What to produce: Pick each line containing the word "database" out of the data below.

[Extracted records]
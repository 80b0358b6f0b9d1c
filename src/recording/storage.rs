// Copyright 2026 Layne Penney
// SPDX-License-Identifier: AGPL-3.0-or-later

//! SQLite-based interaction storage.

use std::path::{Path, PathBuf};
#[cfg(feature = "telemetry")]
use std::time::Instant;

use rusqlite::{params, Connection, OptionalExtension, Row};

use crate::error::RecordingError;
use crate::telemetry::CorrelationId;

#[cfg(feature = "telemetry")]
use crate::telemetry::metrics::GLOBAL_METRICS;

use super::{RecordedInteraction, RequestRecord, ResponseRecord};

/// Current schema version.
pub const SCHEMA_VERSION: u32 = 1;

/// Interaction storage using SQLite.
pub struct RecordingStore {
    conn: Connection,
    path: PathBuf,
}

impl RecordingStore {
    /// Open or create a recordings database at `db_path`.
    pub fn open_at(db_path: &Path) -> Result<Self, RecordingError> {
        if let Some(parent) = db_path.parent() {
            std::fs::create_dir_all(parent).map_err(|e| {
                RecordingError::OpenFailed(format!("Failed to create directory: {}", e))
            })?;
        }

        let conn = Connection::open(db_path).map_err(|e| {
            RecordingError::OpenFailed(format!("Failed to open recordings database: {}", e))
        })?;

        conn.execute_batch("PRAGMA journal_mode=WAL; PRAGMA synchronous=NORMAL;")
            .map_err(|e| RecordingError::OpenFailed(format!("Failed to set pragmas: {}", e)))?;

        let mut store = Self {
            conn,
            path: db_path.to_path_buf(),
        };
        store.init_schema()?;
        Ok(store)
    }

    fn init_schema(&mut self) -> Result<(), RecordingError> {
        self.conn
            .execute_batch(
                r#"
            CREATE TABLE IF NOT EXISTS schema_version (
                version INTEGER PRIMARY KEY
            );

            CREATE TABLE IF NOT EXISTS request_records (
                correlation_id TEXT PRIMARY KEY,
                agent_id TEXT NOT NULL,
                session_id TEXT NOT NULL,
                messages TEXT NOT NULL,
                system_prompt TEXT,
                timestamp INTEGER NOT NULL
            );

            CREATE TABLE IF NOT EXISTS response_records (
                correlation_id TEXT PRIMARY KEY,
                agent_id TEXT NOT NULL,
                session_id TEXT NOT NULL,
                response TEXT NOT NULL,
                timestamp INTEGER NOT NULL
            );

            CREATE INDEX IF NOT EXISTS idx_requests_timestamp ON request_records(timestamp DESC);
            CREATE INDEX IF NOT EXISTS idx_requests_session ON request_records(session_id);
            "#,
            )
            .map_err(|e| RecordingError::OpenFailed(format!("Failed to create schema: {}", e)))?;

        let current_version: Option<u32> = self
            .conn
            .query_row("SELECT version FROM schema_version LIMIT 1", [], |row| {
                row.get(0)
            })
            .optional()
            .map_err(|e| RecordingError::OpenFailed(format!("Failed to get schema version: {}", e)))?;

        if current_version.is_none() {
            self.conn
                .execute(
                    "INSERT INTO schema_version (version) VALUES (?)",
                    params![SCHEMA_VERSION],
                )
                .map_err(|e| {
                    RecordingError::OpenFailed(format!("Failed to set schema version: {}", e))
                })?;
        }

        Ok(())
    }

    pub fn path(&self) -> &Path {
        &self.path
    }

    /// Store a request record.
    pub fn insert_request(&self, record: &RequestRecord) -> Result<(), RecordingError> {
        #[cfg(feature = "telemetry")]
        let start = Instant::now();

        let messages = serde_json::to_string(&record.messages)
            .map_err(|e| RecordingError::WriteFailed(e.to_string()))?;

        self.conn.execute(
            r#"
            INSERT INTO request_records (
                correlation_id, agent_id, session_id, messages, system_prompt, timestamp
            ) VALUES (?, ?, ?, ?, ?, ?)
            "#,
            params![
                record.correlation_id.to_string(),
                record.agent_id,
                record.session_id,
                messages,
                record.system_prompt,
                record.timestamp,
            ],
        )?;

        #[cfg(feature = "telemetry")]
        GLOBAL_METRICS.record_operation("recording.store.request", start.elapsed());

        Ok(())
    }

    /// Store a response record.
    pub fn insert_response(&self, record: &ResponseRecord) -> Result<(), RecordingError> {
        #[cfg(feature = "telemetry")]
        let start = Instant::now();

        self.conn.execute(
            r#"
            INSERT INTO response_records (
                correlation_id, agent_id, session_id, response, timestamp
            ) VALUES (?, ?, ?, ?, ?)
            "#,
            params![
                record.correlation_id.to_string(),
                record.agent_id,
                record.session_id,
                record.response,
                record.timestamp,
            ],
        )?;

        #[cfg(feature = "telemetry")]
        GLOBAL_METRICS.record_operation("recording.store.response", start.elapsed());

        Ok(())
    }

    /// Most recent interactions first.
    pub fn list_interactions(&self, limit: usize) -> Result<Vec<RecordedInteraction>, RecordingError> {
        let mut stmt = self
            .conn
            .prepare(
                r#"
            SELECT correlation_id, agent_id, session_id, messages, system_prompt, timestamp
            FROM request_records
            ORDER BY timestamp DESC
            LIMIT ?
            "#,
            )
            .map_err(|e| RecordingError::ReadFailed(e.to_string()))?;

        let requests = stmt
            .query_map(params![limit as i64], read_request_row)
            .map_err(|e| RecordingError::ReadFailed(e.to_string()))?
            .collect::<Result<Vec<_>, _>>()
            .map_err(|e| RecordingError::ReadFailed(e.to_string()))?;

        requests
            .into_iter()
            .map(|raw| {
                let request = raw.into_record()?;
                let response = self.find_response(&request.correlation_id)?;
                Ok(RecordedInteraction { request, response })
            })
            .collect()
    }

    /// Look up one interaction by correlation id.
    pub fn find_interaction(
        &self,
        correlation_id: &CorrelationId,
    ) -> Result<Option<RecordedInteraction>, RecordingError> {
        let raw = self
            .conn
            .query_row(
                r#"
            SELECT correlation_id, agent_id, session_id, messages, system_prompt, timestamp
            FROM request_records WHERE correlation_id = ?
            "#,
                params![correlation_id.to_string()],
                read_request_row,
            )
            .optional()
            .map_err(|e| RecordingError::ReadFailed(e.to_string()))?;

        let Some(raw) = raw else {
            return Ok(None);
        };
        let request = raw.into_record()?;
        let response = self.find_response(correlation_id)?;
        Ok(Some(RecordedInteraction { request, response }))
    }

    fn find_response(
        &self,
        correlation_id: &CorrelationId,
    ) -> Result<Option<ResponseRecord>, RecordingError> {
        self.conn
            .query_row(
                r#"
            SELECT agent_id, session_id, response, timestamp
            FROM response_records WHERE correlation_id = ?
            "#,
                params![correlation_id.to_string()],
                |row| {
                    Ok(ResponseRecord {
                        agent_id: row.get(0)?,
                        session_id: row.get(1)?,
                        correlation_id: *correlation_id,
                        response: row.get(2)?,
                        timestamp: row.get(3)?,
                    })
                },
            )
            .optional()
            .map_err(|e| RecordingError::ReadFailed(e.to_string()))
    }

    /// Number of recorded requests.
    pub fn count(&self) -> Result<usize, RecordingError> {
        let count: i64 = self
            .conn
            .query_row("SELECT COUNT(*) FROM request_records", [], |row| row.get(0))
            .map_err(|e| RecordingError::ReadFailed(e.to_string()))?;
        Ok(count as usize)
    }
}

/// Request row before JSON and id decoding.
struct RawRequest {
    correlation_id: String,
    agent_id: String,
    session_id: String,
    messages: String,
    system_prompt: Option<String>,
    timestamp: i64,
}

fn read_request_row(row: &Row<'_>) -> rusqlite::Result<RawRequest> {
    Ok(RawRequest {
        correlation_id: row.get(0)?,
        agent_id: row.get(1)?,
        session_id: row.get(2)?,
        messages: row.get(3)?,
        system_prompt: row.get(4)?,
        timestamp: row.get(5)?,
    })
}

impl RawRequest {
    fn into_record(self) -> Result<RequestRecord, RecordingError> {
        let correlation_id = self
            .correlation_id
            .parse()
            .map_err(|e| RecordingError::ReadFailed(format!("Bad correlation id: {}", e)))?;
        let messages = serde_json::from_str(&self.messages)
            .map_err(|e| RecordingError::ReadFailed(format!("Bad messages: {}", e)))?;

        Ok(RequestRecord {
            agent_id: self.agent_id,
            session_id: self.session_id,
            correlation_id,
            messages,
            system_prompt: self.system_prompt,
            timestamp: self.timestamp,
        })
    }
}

Answer to this problem:
    /// Open or create a recordings database at `db_path`.
            RecordingError::OpenFailed(format!("Failed to open recordings database: {}", e))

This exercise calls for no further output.